In other blog posts, I have commented on a number of lawsuits, class action suits, filed on behalf of individuals who were hired as “interns” but who then claim that they were actually “employees” under the FLSA and should have been compensated.  There are definite criteria that have to be met for someone to be deemed an intern, rather than an employee, and if the putative employer does not comply with all of the factors, the person is not an intern.

Charlie Rose, the TV personality/interviewer and his production company have recently settled a class action filed by interns who charged that they were, in fact, statutory employees and were not even paid the minimum wage.  The case is entitled Bickerton et al. v. Charles Rose et al. and was filed in state court in New York

The theory was that the interns were being used as “substitutes” for paid employees.  The plaintiffs’ counsel took some joy in noting that “if the court approves the settlement, it will be the first class action settlement of a wage-and-hour case brought by unpaid interns.”  The lawyers for the Company pooh-poohed the action, asserting that cost of defending the suit would be onerous, indeed, more than the settlement value.  Thus, it would certainly appear that, from a pure business perspective, the settlement was the proper decision to make.

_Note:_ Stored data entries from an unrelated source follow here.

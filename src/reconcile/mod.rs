//! Vaccine name reconciliation
//!
//! Rows without a vaccine label are discarded, unknown labels stop the run,
//! and every catalog label is rewritten to its canonical manufacturer name.
//! The rewrite is label-agnostic across columns: any text cell whose value is a
//! catalog label is replaced, whichever column it sits in.

use std::collections::BTreeSet;
use std::sync::Arc;

use arrow::array::{Array, ArrayRef, BooleanArray, StringArray};
use arrow::compute::filter_record_batch;
use arrow::datatypes::DataType;
use arrow::record_batch::RecordBatch;

use crate::catalog::VaccineCatalog;
use crate::error::Result;
use crate::utils::arrow::{extract_text, string_column};

/// Discard rows whose vaccine label is null or blank
pub fn drop_missing_vaccines(batch: &RecordBatch, vaccine_column: &str) -> Result<RecordBatch> {
    let vaccines = string_column(batch, vaccine_column)?;
    let mask: BooleanArray = (0..vaccines.len())
        .map(|row| Some(extract_text(vaccines, row).is_some()))
        .collect();

    let filtered = filter_record_batch(batch, &mask)?;
    let dropped = batch.num_rows() - filtered.num_rows();
    if dropped > 0 {
        log::info!("Dropped {dropped} rows without a vaccine label");
    }
    Ok(filtered)
}

/// Distinct vaccine labels present in a batch, sorted
pub fn distinct_labels<'a>(batch: &'a RecordBatch, vaccine_column: &str) -> Result<BTreeSet<&'a str>> {
    let vaccines = string_column(batch, vaccine_column)?;
    Ok((0..vaccines.len())
        .filter_map(|row| extract_text(vaccines, row))
        .collect())
}

/// Fail with `UnknownVaccine` if any label is missing from the catalog
pub fn check_vaccine_names(
    batch: &RecordBatch,
    catalog: &VaccineCatalog,
    vaccine_column: &str,
) -> Result<()> {
    let labels = distinct_labels(batch, vaccine_column)?;
    log::debug!("Found {} distinct vaccine labels", labels.len());
    catalog.check_labels(labels)
}

/// Rewrite every text cell that holds a catalog label to its canonical name
pub fn translate_vaccine_names(batch: &RecordBatch, catalog: &VaccineCatalog) -> Result<RecordBatch> {
    let columns: Vec<ArrayRef> = batch
        .columns()
        .iter()
        .map(|column| match column.data_type() {
            DataType::Utf8 => match column.as_any().downcast_ref::<StringArray>() {
                Some(text) => Arc::new(translate_array(text, catalog)) as ArrayRef,
                None => Arc::clone(column),
            },
            _ => Arc::clone(column),
        })
        .collect();

    Ok(RecordBatch::try_new(batch.schema(), columns)?)
}

fn translate_array(array: &StringArray, catalog: &VaccineCatalog) -> StringArray {
    array
        .iter()
        .map(|value| value.map(|s| catalog.canonical_name(s.trim()).unwrap_or(s)))
        .collect()
}

/// Drop unlabeled rows, reject unknown labels and canonicalize the rest
pub fn reconcile_vaccine_names(
    batch: &RecordBatch,
    catalog: &VaccineCatalog,
    vaccine_column: &str,
) -> Result<RecordBatch> {
    let labelled = drop_missing_vaccines(batch, vaccine_column)?;
    check_vaccine_names(&labelled, catalog, vaccine_column)?;
    translate_vaccine_names(&labelled, catalog)
}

The Company issued a statement that observed that “many past interns have gone on to very successful careers.”  [The show’s] interns are not employees; they did not perform ‘work’ for the program, and none of them ever expected to be paid for their internship."

From the settlement, each intern will receive $110 for every week they worked at the show, to a ceiling of ten weeks.  The Company secured the standard (and highly prized) non-admissions language.  The suit had been lodged under the theory that the Company intentionally misclassified these individuals as interns to reduce labor costs.  The plaintiffs maintained that since they were performing productive work, they could not be interns, where the emphasis on education, rather than production.For

This is one of a number of similar lawsuits, filed as class actions on behalf of interns allegedly misclassified (and allegedly misused).  The key here is that when you see a virus has started to spread, you (i.e. employers) should take heed and vaccinate yourselves.  In this case, that “vaccination” would be accomplished by measuring the activities and functions of any interns against the strict criteria under the Fair Labor Standards Act (and corresponding state laws), all of which must be met in order for the individual to truly be an “intern.”